Preterm birth results in considerable disability, yet several reports suggest recovery from injury in developing brain. Developmental compensatory mechanisms may promote neural and functional plasticity, and numerous experimental studies have documented the brain’s ability to engage in regenerative mechanisms to potentially replace injured cells. We review available evidence for recovery from injury in models for the preterm brain and offer hypotheses for targeting time dependent molecular and cellular repair mechanisms that have been recently gathered from animal studies. A better understanding of these adaptive cellular and molecular mechanisms will help clinicians apply knowledge derived from animal models to clinical situations.
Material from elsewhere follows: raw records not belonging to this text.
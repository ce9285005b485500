//! Event classification: event code → (label, color).

use serde::{Deserialize, Serialize};

/// Attachment color for an event. Serializes to the Slack attachment color string.
#[derive(Debug, Clone, Copy, PartialEq, Eq, Serialize, Deserialize)]
pub enum EventColor {
    /// Deletion or cancellation.
    #[serde(rename = "danger")]
    Danger,
    /// Creation or registration.
    #[serde(rename = "good")]
    Good,
    /// Modification.
    #[serde(rename = "warning")]
    Warning,
    /// Any other event. A literal hex color, not one of Slack's named colors.
    #[serde(rename = "#36a64f")]
    Default,
}

impl EventColor {
    pub fn as_str(self) -> &'static str {
        match self {
            EventColor::Danger => "danger",
            EventColor::Good => "good",
            EventColor::Warning => "warning",
            EventColor::Default => "#36a64f",
        }
    }
}

impl std::fmt::Display for EventColor {
    fn fmt(&self, f: &mut std::fmt::Formatter<'_>) -> std::fmt::Result {
        f.write_str(self.as_str())
    }
}

/// Display metadata for one event code.
#[derive(Debug, Clone, PartialEq, Eq)]
pub struct EventClassification {
    pub label: String,
    pub color: EventColor,
}

struct KnownEvent {
    code: i64,
    label: &'static str,
    color: EventColor,
}

const KNOWN_EVENTS: &[KnownEvent] = &[
    KnownEvent { code: 90001, label: "주문 생성", color: EventColor::Good },
    KnownEvent { code: 90002, label: "주문 수정", color: EventColor::Warning },
    KnownEvent { code: 90003, label: "주문 취소", color: EventColor::Danger },
    KnownEvent { code: 90010, label: "상품 등록", color: EventColor::Good },
    KnownEvent { code: 90011, label: "상품 수정", color: EventColor::Warning },
    KnownEvent { code: 90020, label: "회원 가입", color: EventColor::Good },
    KnownEvent { code: 90021, label: "회원 정보 수정", color: EventColor::Warning },
    KnownEvent { code: 90077, label: "앱 삭제", color: EventColor::Danger },
];

/// Classify a cafe24 event code. Unknown codes get a generic `이벤트 (<code>)` label and the default color.
pub fn classify_event(code: i64) -> EventClassification {
    match KNOWN_EVENTS.iter().find(|e| e.code == code) {
        Some(e) => EventClassification {
            label: e.label.to_string(),
            color: e.color,
        },
        None => EventClassification {
            label: format!("이벤트 ({})", code),
            color: EventColor::Default,
        },
    }
}

#[cfg(test)]
mod tests {
    use super::*;

    #[test]
    fn known_codes_map_to_label_and_color() {
        let cases = [
            (90001, "주문 생성", EventColor::Good),
            (90002, "주문 수정", EventColor::Warning),
            (90003, "주문 취소", EventColor::Danger),
            (90010, "상품 등록", EventColor::Good),
            (90011, "상품 수정", EventColor::Warning),
            (90020, "회원 가입", EventColor::Good),
            (90021, "회원 정보 수정", EventColor::Warning),
            (90077, "앱 삭제", EventColor::Danger),
        ];
        for (code, label, color) in cases {
            let c = classify_event(code);
            assert_eq!(c.label, label, "label for {}", code);
            assert_eq!(c.color, color, "color for {}", code);
        }
    }

    #[test]
    fn unknown_codes_get_generic_label_and_default_color() {
        for code in [0, -1, 90000, 90004, 90078, i64::MAX] {
            let c = classify_event(code);
            assert_eq!(c.label, format!("이벤트 ({})", code));
            assert_eq!(c.color, EventColor::Default);
        }
    }

    #[test]
    fn default_color_is_distinct_literal() {
        assert_eq!(
            serde_json::to_string(&EventColor::Default).unwrap(),
            "\"#36a64f\""
        );
        assert_eq!(serde_json::to_string(&EventColor::Danger).unwrap(), "\"danger\"");
        assert_eq!(EventColor::Warning.to_string(), "warning");
    }
}
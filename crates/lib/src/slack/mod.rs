//! Slack side of the relay: message payload, formatter, and the chat.postMessage client.

mod client;
mod message;

pub use client::{Dispatch, DispatchError, DispatchResult, SlackAck, SlackClient, SLACK_API_BASE};
pub use message::{
    format_deleted_date, format_message, format_message_at, Attachment, AttachmentField,
    OutboundMessage,
};
//! Slack Web API client: one chat.postMessage call per dispatch.

use crate::config::{self, Config};
use crate::slack::message::OutboundMessage;
use anyhow::Context;
use async_trait::async_trait;
use reqwest::header::{AUTHORIZATION, CONTENT_TYPE};
use serde::Deserialize;
use std::borrow::Cow;
use std::time::Duration;

pub const SLACK_API_BASE: &str = "https://slack.com/api";

/// Acknowledgment body returned by the Slack Web API.
#[derive(Debug, Clone, PartialEq, Eq, Deserialize)]
pub struct SlackAck {
    pub ok: bool,
    #[serde(default)]
    pub error: Option<String>,
    #[serde(default)]
    pub warning: Option<String>,
    #[serde(default)]
    pub channel: Option<String>,
    #[serde(default)]
    pub ts: Option<String>,
}

#[derive(Debug, thiserror::Error)]
pub enum DispatchError {
    #[error("SLACK_BOT_TOKEN이 설정되지 않음")]
    MissingToken,
    #[error("슬랙 API 에러: {0}")]
    Api(String),
    #[error("slack request failed: {0}")]
    Request(#[from] reqwest::Error),
    #[error("slack returned unexpected response: {status} {body}")]
    UnexpectedResponse { status: u16, body: String },
    #[error("encoding slack message failed: {0}")]
    Encode(#[from] serde_json::Error),
}

pub type DispatchResult = Result<SlackAck, DispatchError>;

/// Sends a formatted message somewhere. The server holds one of these; tests swap in doubles.
#[async_trait]
pub trait Dispatch: Send + Sync {
    async fn dispatch(&self, message: &OutboundMessage) -> DispatchResult;
}

/// Client for Slack chat.postMessage. The bot token is fixed at construction.
#[derive(Clone)]
pub struct SlackClient {
    token: Option<String>,
    channel: Option<String>,
    api_base: String,
    client: reqwest::Client,
}

impl SlackClient {
    pub fn new(token: Option<String>) -> Self {
        Self {
            token: token.filter(|t| !t.trim().is_empty()),
            channel: None,
            api_base: SLACK_API_BASE.to_string(),
            client: reqwest::Client::new(),
        }
    }

    /// Build from config: token and API base honor their env overrides; optional request timeout.
    pub fn from_config(config: &Config) -> anyhow::Result<Self> {
        let mut builder = reqwest::Client::builder();
        if let Some(secs) = config.slack.timeout_secs {
            builder = builder.timeout(Duration::from_secs(secs));
        }
        let client = builder.build().context("building slack http client")?;
        Ok(Self {
            client,
            ..Self::new(config::resolve_slack_token(config))
        }
        .with_api_base(config::resolve_slack_api_base(config))
        .with_channel(config.slack.channel.clone()))
    }

    pub fn with_api_base(mut self, api_base: impl Into<String>) -> Self {
        self.api_base = api_base.into().trim_end_matches('/').to_string();
        self
    }

    /// Default channel stamped onto messages that do not name one.
    pub fn with_channel(mut self, channel: Option<String>) -> Self {
        self.channel = channel.filter(|c| !c.trim().is_empty());
        self
    }

    pub fn has_token(&self) -> bool {
        self.token.is_some()
    }

    /// POST chat.postMessage. `ok: false` is an error even on HTTP 200.
    pub async fn post_message(&self, message: &OutboundMessage) -> DispatchResult {
        let token = self.token.as_deref().ok_or(DispatchError::MissingToken)?;
        let message = match (&message.channel, &self.channel) {
            (None, Some(channel)) => {
                let mut m = message.clone();
                m.channel = Some(channel.clone());
                Cow::Owned(m)
            }
            _ => Cow::Borrowed(message),
        };
        let body = serde_json::to_vec(message.as_ref())?;
        let url = format!("{}/chat.postMessage", self.api_base);
        log::debug!("posting slack message to {}", url);
        let res = self
            .client
            .post(&url)
            .header(AUTHORIZATION, format!("Bearer {}", token))
            .header(CONTENT_TYPE, "application/json; charset=utf-8")
            .body(body)
            .send()
            .await?;
        let status = res.status();
        let text = res.text().await?;
        let ack: SlackAck = match serde_json::from_str(&text) {
            Ok(ack) => ack,
            Err(_) => {
                return Err(DispatchError::UnexpectedResponse {
                    status: status.as_u16(),
                    body: text,
                })
            }
        };
        if !ack.ok {
            return Err(DispatchError::Api(
                ack.error.unwrap_or_else(|| "unknown_error".to_string()),
            ));
        }
        if !status.is_success() {
            return Err(DispatchError::UnexpectedResponse {
                status: status.as_u16(),
                body: text,
            });
        }
        if let Some(ref w) = ack.warning {
            log::warn!("slack chat.postMessage warning: {}", w);
        }
        Ok(ack)
    }
}

#[async_trait]
impl Dispatch for SlackClient {
    async fn dispatch(&self, message: &OutboundMessage) -> DispatchResult {
        self.post_message(message).await
    }
}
The many neurodevelopmental handicaps that very low birthweight infants experience suggest that preterm birth disrupts the genetically programmed pattern of brain genesis. To develop a clinically relevant model of the effect of preterm birth on developing brain, one must use an animal model that shows that the injury imposed results in neuropathological changes similar to those found in preterm infants and correlate these changes with behavioural outcomes. As in the preterm infant at the end of the second trimester, neuronal generation in the newborn rodent is complete in most regions, axonal and dendritic branching is robust, and synaptogenesis is just beginning.1

Review of the literature suggests that oxygen deprivation is a major cause of neurodevelopmental disability in preterm infants.2 Although intraventricular haemorrhage, periventricular leucomalacia, and ventriculomegaly are the most commonly recognised and best studied of these circulatory disturbances,2 hypoxia is particularly prevalent among very low birthweight infants and is a common denominator of these abnormalities.3

Models of both hypoxia-ischaemia and hypoxia have been studied in newborn rodents, and the former results in focal injury to developing brain.4 In contrast, the exposure of young animals to hypoxia mimics global injury to the preterm brain.5 Decreases in brain weight, cortical volumes, and neuronal size as well as ventriculomegaly have been reported in neonatal rats and mice exposed to periods of hypoxic injury.6,7 Dendritic spine development is impaired after hypoxia in newborn rodents,8 and a recent molecular analysis of the effect of chronic sublethal hypoxia on developing mouse brain showed disruption in those genes subserving synaptogenesis.9 Finally, animals exposed to chronic hypoxia experience hyperactivity and long term impairment of spatial memory abilities. Taken together, these data suggest that chronic hypoxia results in significant alterations in brain development and maturation in the newborn rodent model similar to those found in very low birthweight preterm infants.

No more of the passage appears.